[[ Dataset extract open ]]
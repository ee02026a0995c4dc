//! Kernel threads.
//!
//! A thread moves NEW -> READY -> RUNNING, bounces between BLOCKED and
//! READY while it waits on primitives, and ends FINISHED. A joinable thread
//! keeps its exit status after finishing so a parent can collect it with
//! `join`.
//!
//! Each thread owns the pieces of per-process state the kernel tracks: a
//! saved user register file, an optional address space, and a table of open
//! files addressed by the handles the Read/Write system calls use.

use std::panic::{self, AssertUnwindSafe};
use std::process;
use std::sync::Arc;

use crate::{
    error::KernelError,
    file::OpenFile,
    kernel::Kernel,
    param::{MAX_OPEN_FILES, NUM_TOTAL_REGS},
    synch::{Semaphore, Spinlock},
    vm::AddressSpace,
};

mod kernel_ctx;
mod scheduler;

pub use self::kernel_ctx::KernelCtx;
pub use self::scheduler::Scheduler;

use self::scheduler::Parker;

/// Thread lifecycle states.
#[derive(Debug, Clone, Copy, PartialEq, Eq)]
pub enum State {
    New,
    Ready,
    Running,
    Blocked,
    Finished,
}

pub(crate) struct SchedInfo {
    pub(crate) state: State,
    pub(crate) priority: u32,
    pub(crate) original_priority: u32,
    pub(crate) exit_status: i32,
}

/// Unwind payload used by `exit` to peel the kernel stack of a finished
/// thread. Never observed outside this module.
struct ThreadExit;

pub struct Thread {
    tid: usize,
    name: String,
    joinable: bool,
    pub(crate) sched: Spinlock<SchedInfo>,
    pub(crate) parker: Parker,
    /// Signalled once when the thread finishes; `join` waits on it.
    join_sem: Semaphore,
    space: Spinlock<Option<Arc<AddressSpace>>>,
    pub(crate) user_regs: Spinlock<[u32; NUM_TOTAL_REGS]>,
    open_files: Spinlock<Vec<Option<Arc<OpenFile>>>>,
}

impl Thread {
    fn new(tid: usize, name: &str, priority: u32, joinable: bool, state: State) -> Arc<Self> {
        Arc::new(Self {
            tid,
            name: name.to_string(),
            joinable,
            sched: Spinlock::new(
                "thread sched",
                SchedInfo {
                    state,
                    priority,
                    original_priority: priority,
                    exit_status: 0,
                },
            ),
            parker: Parker::new(),
            join_sem: Semaphore::new("thread join", 0),
            space: Spinlock::new("thread space", None),
            user_regs: Spinlock::new("thread user regs", [0; NUM_TOTAL_REGS]),
            open_files: Spinlock::new(
                "thread open files",
                (0..MAX_OPEN_FILES).map(|_| None).collect(),
            ),
        })
    }

    /// Turn the booting host thread into the first kernel thread.
    pub(crate) fn new_main(kernel: &Kernel) -> Arc<Self> {
        Self::new(kernel.scheduler().next_tid(), "main", 0, false, State::Running)
    }

    /// Create a kernel thread and put it on the ready list. `body` runs once
    /// the scheduler first dispatches it.
    pub fn fork<F>(
        kernel: &Arc<Kernel>,
        name: &str,
        priority: u32,
        joinable: bool,
        space: Option<Arc<AddressSpace>>,
        body: F,
    ) -> Arc<Thread>
    where
        F: FnOnce(&KernelCtx<'_>) + Send + 'static,
    {
        let tid = kernel.scheduler().next_tid();
        let thread = Self::new(tid, name, priority, joinable, State::New);
        if let Some(space) = space {
            *thread.space.lock() = Some(space);
        }
        kernel.scheduler().ready_to_run(Arc::clone(&thread));

        let kernel = Arc::clone(kernel);
        let carrier = Arc::clone(&thread);
        std::thread::Builder::new()
            .name(name.to_string())
            .spawn(move || {
                // Wait to be dispatched for the first time.
                carrier.parker.park();
                let ctx = KernelCtx::new(&kernel, &carrier);
                ctx.restore_user_context();
                let result = panic::catch_unwind(AssertUnwindSafe(|| body(&ctx)));
                if let Err(payload) = result {
                    if payload.downcast_ref::<ThreadExit>().is_none() {
                        // A genuine panic on a kernel thread; the panic hook
                        // has already reported it. Nothing can be salvaged.
                        process::abort();
                    }
                }
                kernel.scheduler().finish_current(&ctx);
            })
            .expect("fork: could not spawn host thread");
        thread
    }

    pub fn tid(&self) -> usize {
        self.tid
    }

    pub fn name(&self) -> &str {
        &self.name
    }

    pub fn joinable(&self) -> bool {
        self.joinable
    }

    pub fn state(&self) -> State {
        self.sched.lock().state
    }

    pub fn priority(&self) -> u32 {
        self.sched.lock().priority
    }

    /// Raise this thread's priority (priority donation).
    pub fn set_priority(&self, priority: u32) {
        self.sched.lock().priority = priority;
    }

    /// Drop back to the priority the thread was created with.
    pub fn restore_priority(&self) {
        let mut sched = self.sched.lock();
        sched.priority = sched.original_priority;
    }

    pub fn exit_status(&self) -> i32 {
        self.sched.lock().exit_status
    }

    pub(crate) fn signal_joiner(&self, ctx: &KernelCtx<'_>) {
        self.join_sem.v(ctx);
    }

    /// Wait for this (joinable) thread to finish and collect its status.
    pub fn join(&self, ctx: &KernelCtx<'_>) -> i32 {
        assert!(self.joinable, "join: thread {} is not joinable", self.name);
        self.join_sem.p(ctx);
        self.sched.lock().exit_status
    }

    pub fn space(&self) -> Option<Arc<AddressSpace>> {
        self.space.lock().clone()
    }

    pub fn set_space(&self, space: Arc<AddressSpace>) {
        *self.space.lock() = Some(space);
    }

    pub fn take_space(&self) -> Option<Arc<AddressSpace>> {
        self.space.lock().take()
    }

    /// Register an open file; the returned handle is what the guest uses.
    /// Handles 0 and 1 name the console, so files start at 2.
    pub fn add_file(&self, file: Arc<OpenFile>) -> Result<i32, KernelError> {
        let mut files = self.open_files.lock();
        for (i, slot) in files.iter_mut().enumerate() {
            if slot.is_none() {
                *slot = Some(file);
                return Ok(i as i32 + 2);
            }
        }
        Err(KernelError::NoSpace)
    }

    pub fn get_file(&self, id: i32) -> Option<Arc<OpenFile>> {
        if id < 2 {
            return None;
        }
        let files = self.open_files.lock();
        files.get(id as usize - 2).and_then(|slot| slot.clone())
    }

    pub fn remove_file(&self, id: i32) -> Option<Arc<OpenFile>> {
        if id < 2 {
            return None;
        }
        let mut files = self.open_files.lock();
        files.get_mut(id as usize - 2).and_then(|slot| slot.take())
    }

    /// Empty the open-file table, yielding everything that was open.
    pub fn drain_files(&self) -> Vec<Arc<OpenFile>> {
        let mut files = self.open_files.lock();
        files.iter_mut().filter_map(|slot| slot.take()).collect()
    }
}

/// Pid -> thread map used by the Exec/Join system calls.
pub struct ProcessTable {
    entries: Spinlock<Vec<(usize, Arc<Thread>)>>,
}

impl ProcessTable {
    pub fn new() -> Self {
        Self {
            entries: Spinlock::new("process table", Vec::new()),
        }
    }

    pub fn add(&self, pid: usize, thread: Arc<Thread>) {
        self.entries.lock().push((pid, thread));
    }

    pub fn get(&self, pid: usize) -> Option<Arc<Thread>> {
        self.entries
            .lock()
            .iter()
            .find(|(p, _)| *p == pid)
            .map(|(_, t)| Arc::clone(t))
    }

    pub fn remove(&self, pid: usize) {
        self.entries.lock().retain(|(p, _)| *p != pid);
    }
}

impl Default for ProcessTable {
    fn default() -> Self {
        Self::new()
    }
}

/// Finish the current thread: run down its open files and address space,
/// record `status` for a joiner, and leave the kernel stack for good.
///
/// Only forked threads may call this; the boot thread returns from
/// `Kernel::run` instead.
pub fn exit(ctx: &KernelCtx<'_>, status: i32) -> ! {
    let thread = ctx.thread();
    log::debug!("exit: {} with status {}", thread.name(), status);
    for file in thread.drain_files() {
        ctx.kernel().fs().close(ctx, &file);
    }
    if let Some(space) = thread.take_space() {
        space.destroy(ctx);
    }
    thread.sched.lock().exit_status = status;
    panic::resume_unwind(Box::new(ThreadExit))
}
//! NOFF executables.
//!
//! The object format user programs are linked into: a magic word and three
//! segments (code, initialized data, uninitialized data), each described by
//! its virtual address, its position in the file, and its size. The kernel
//! only sizes address spaces from it and re-reads clean pages out of the
//! code and data segments on demand.

use core::mem;

use zerocopy::{AsBytes, FromBytes};

use crate::{error::KernelError, file::OpenFile, proc::KernelCtx};

pub const NOFF_MAGIC: u32 = 0xbadfad;

#[repr(C)]
#[derive(Clone, Copy, Debug, Default, AsBytes, FromBytes)]
pub struct NoffSegment {
    /// Location of the segment in user virtual memory.
    pub virtual_addr: u32,
    /// Location of the segment in the executable file.
    pub in_file_addr: u32,
    pub size: u32,
}

impl NoffSegment {
    /// Does the segment cover `vaddr`?
    pub fn contains(&self, vaddr: u32) -> bool {
        self.size > 0 && self.virtual_addr <= vaddr && vaddr < self.virtual_addr + self.size
    }
}

#[repr(C)]
#[derive(Clone, Copy, Debug, Default, AsBytes, FromBytes)]
pub struct NoffHeader {
    pub magic: u32,
    pub code: NoffSegment,
    pub init_data: NoffSegment,
    pub uninit_data: NoffSegment,
}

pub const NOFF_HEADER_SIZE: usize = mem::size_of::<NoffHeader>();

impl NoffHeader {
    pub fn is_valid(&self) -> bool {
        self.magic == NOFF_MAGIC
    }

    /// Read and validate the header at the front of an executable.
    pub fn read_from(ctx: &KernelCtx<'_>, exe: &OpenFile) -> Result<Self, KernelError> {
        let mut header = NoffHeader::new_zeroed();
        let read = exe.read_at(ctx, header.as_bytes_mut(), 0);
        if read != NOFF_HEADER_SIZE || !header.is_valid() {
            return Err(KernelError::BadPath);
        }
        Ok(header)
    }

    /// Bytes of user memory the program needs, stack excluded.
    pub fn memory_size(&self) -> usize {
        (self.code.size + self.init_data.size + self.uninit_data.size) as usize
    }
}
[[ Dataset extract closed ]]
#### [Problem to solve]
Report all lines of the data above that include the string "with".

#### [Your response]
//! keeps its exit status after finishing so a parent can collect it with
    /// Drop back to the priority the thread was created with.
    log::debug!("exit: {} with status {}", thread.name(), status);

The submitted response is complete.